The reason that they're distinct types is to (try to) prevent, or at least detect, errors in their use. If you declare an object of type int*, you're saying that you intend for it to point to an intobject (if it's not a null pointer). Storing the address of a floatobject in your int*object is almost certainly a mistake. Enforcing type safety allows such mistakes to be detected as early as possible (when your compiler prints a warning rather than when your program crashes during a demo for an important client).

它们是不同类型的原因是（尝试）防止或至少检测它们的使用错误。如果你声明一个 type 的对象int*，你是说你打算让它指向一个int对象（如果它不是一个空指针）。将float对象的地址存储在您的int*对象中几乎肯定是一个错误。强制类型安全允许尽早检测到此类错误（当您的编译器打印警告时，而不是在重要客户的演示期间您的程序崩溃时）。

It's likely (but not guaranteed) that int*and float*are the same size and have the same internal representation. But the meaningof an int*object is not "a collection of 32 (or 64) bits containing a virtual address", but "something that points to an intobject".

很可能（但不能保证）int*和float*具有相同的大小并具有相同的内部表示。但含义一个的int*对象不是“包含虚拟地址32（或64）位的集合”，但“的东西，指向一个int对象”。

You're getting undefined behaviour, because you're passing the wrong types to printf.
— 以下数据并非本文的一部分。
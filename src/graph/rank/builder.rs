// src/graph/rank/builder.rs
//! Adjacency construction: symbol graph to weighted file-to-file graph.

use std::path::{Path, PathBuf};

use indexmap::{IndexMap, IndexSet};

use super::weights;
use crate::graph::symbols::SymbolGraph;

/// Weighted directed file graph. `out_edges` and `in_edges` are transposes
/// of each other and no node links to itself.
#[derive(Debug, Clone, Default)]
pub struct AdjacencyGraph {
    pub(crate) nodes: IndexSet<PathBuf>,
    pub(crate) out_edges: IndexMap<PathBuf, IndexMap<PathBuf, f64>>,
    pub(crate) in_edges: IndexMap<PathBuf, IndexSet<PathBuf>>,
}

impl AdjacencyGraph {
    #[must_use]
    pub fn new() -> Self {
        Self::default()
    }

    /// Adds a node; returns its position in node order.
    pub fn add_node(&mut self, path: &Path) -> usize {
        if let Some(idx) = self.nodes.get_index_of(path) {
            return idx;
        }
        self.nodes.insert_full(path.to_path_buf()).0
    }

    /// Adds `weight` to the edge `from -> to`, creating it if needed.
    /// Self-edges are ignored.
    pub fn add_edge(&mut self, from: &Path, to: &Path, weight: f64) {
        if from == to {
            return;
        }
        self.add_node(from);
        self.add_node(to);
        *self
            .out_edges
            .entry(from.to_path_buf())
            .or_default()
            .entry(to.to_path_buf())
            .or_insert(0.0) += weight;
        self.in_edges
            .entry(to.to_path_buf())
            .or_default()
            .insert(from.to_path_buf());
    }

    pub fn nodes(&self) -> impl Iterator<Item = &PathBuf> {
        self.nodes.iter()
    }

    #[must_use]
    pub fn node_count(&self) -> usize {
        self.nodes.len()
    }

    #[must_use]
    pub fn edge_count(&self) -> usize {
        self.out_edges.values().map(IndexMap::len).sum()
    }

    #[must_use]
    pub fn contains_node(&self, path: &Path) -> bool {
        self.nodes.contains(path)
    }

    /// Accumulated weight of `from -> to`, or 0.0 if there is no such edge.
    #[must_use]
    pub fn edge_weight(&self, from: &Path, to: &Path) -> f64 {
        self.out_edges
            .get(from)
            .and_then(|targets| targets.get(to))
            .copied()
            .unwrap_or(0.0)
    }

    /// Outgoing neighbours of `path` with edge weights.
    pub fn successors(&self, path: &Path) -> impl Iterator<Item = (&PathBuf, f64)> {
        self.out_edges
            .get(path)
            .into_iter()
            .flat_map(|targets| targets.iter().map(|(p, w)| (p, *w)))
    }

    /// Incoming neighbours of `path`.
    pub fn predecessors(&self, path: &Path) -> impl Iterator<Item = &PathBuf> {
        self.in_edges.get(path).into_iter().flatten()
    }

    /// Sum of outgoing edge weights of `path`.
    #[must_use]
    pub fn out_weight(&self, path: &Path) -> f64 {
        self.successors(path).map(|(_, w)| w).sum()
    }
}

/// Builds the weighted reference graph.
///
/// Every file in `graph` becomes a node, isolated files included. For each
/// symbol, every referencing file gets an edge to every defining file,
/// weighted by [`weights::symbol_weight`]. Paths only seen in the indices are
/// registered in `graph` as zero-tag files.
///
/// An edge's weight is the sum of its symbols' weights taken in symbol-name
/// order, and edges are inserted sorted by `(from, to)`, so the result does
/// not depend on the order files or symbols were indexed.
pub fn build_adjacency(graph: &mut SymbolGraph, feature: Option<&str>) -> AdjacencyGraph {
    let mut adjacency = AdjacencyGraph::new();
    for file in graph.files() {
        adjacency.add_node(file);
    }

    let mut unseen: Vec<PathBuf> = Vec::new();
    let mut contributions: EdgeContributions = IndexMap::new();
    for (symbol, def_files) in &graph.definitions {
        if def_files.is_empty() {
            continue;
        }
        let Some(ref_files) = graph.references.get(symbol) else {
            continue;
        };

        let is_feature = feature.is_some_and(|f| weights::matches_feature(symbol, f));
        let weight = weights::symbol_weight(symbol, def_files.len(), is_feature);

        for ref_file in ref_files {
            for def_file in def_files {
                for p in [ref_file, def_file] {
                    if !adjacency.contains_node(p) {
                        unseen.push(p.clone());
                        adjacency.add_node(p);
                    }
                }
                if ref_file != def_file {
                    contributions
                        .entry((ref_file.clone(), def_file.clone()))
                        .or_default()
                        .push((symbol.as_str(), weight));
                }
            }
        }
    }

    contributions.sort_keys();
    for ((from, to), mut parts) in contributions {
        adjacency.add_edge(&from, &to, ordered_sum(&mut parts));
    }

    for path in unseen {
        if graph.ensure_file(&path) {
            tracing::debug!(path = %path.display(), "registered index-only file");
        }
    }

    tracing::debug!(
        nodes = adjacency.node_count(),
        edges = adjacency.edge_count(),
        "built adjacency graph"
    );
    adjacency
}

/// Per-symbol weights of each `(from, to)` edge.
type EdgeContributions<'a> = IndexMap<(PathBuf, PathBuf), Vec<(&'a str, f64)>>;

fn ordered_sum(parts: &mut [(&str, f64)]) -> f64 {
    parts.sort_unstable_by(|a, b| a.0.cmp(b.0).then(a.1.total_cmp(&b.1)));
    parts.iter().map(|(_, w)| w).sum()
}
When you tell it to expect a float, it actually expects a double- but you pass an int.

你得到了未定义的行为，因为你将错误的类型传递给printf. 当你告诉它期望一个浮点数时，它实际上期望一个double- 但你传递了一个int.

As a result it prints the wrong information, because printfrelies entirely on the format string to access the arguments you pass it.

结果它打印了错误的信息，因为printf完全依赖于格式字符串来访问您传递给它的参数。

In addition to what is said by teppic,

除了 teppic 所说的，

Consider,

考虑，

int a = 5;
int *p = &a;

In this case we indicate to the compiler that pis going to point to an integer. So it is known that when we do something like *p, at runtime, the no. of bytes equal to size of an intwould be read.

在这种情况下，我们向编译器指示p将指向一个整数。所以众所周知，当我们*p在运行时做类似的事情时，没有。int将读取等于大小的字节数。

If you assign address of a datatype occupying xnumber of bytes to a pointer of which is declared to hold the address of datatypes of fewer bytes than x, you read the wrong number of bytes when using the indirection operator.

如果将占用x字节数的数据类型的地址分配给声明为保存字节数少于 的数据类型地址的指针，则x在使用间接运算符时会读取错误的字节数。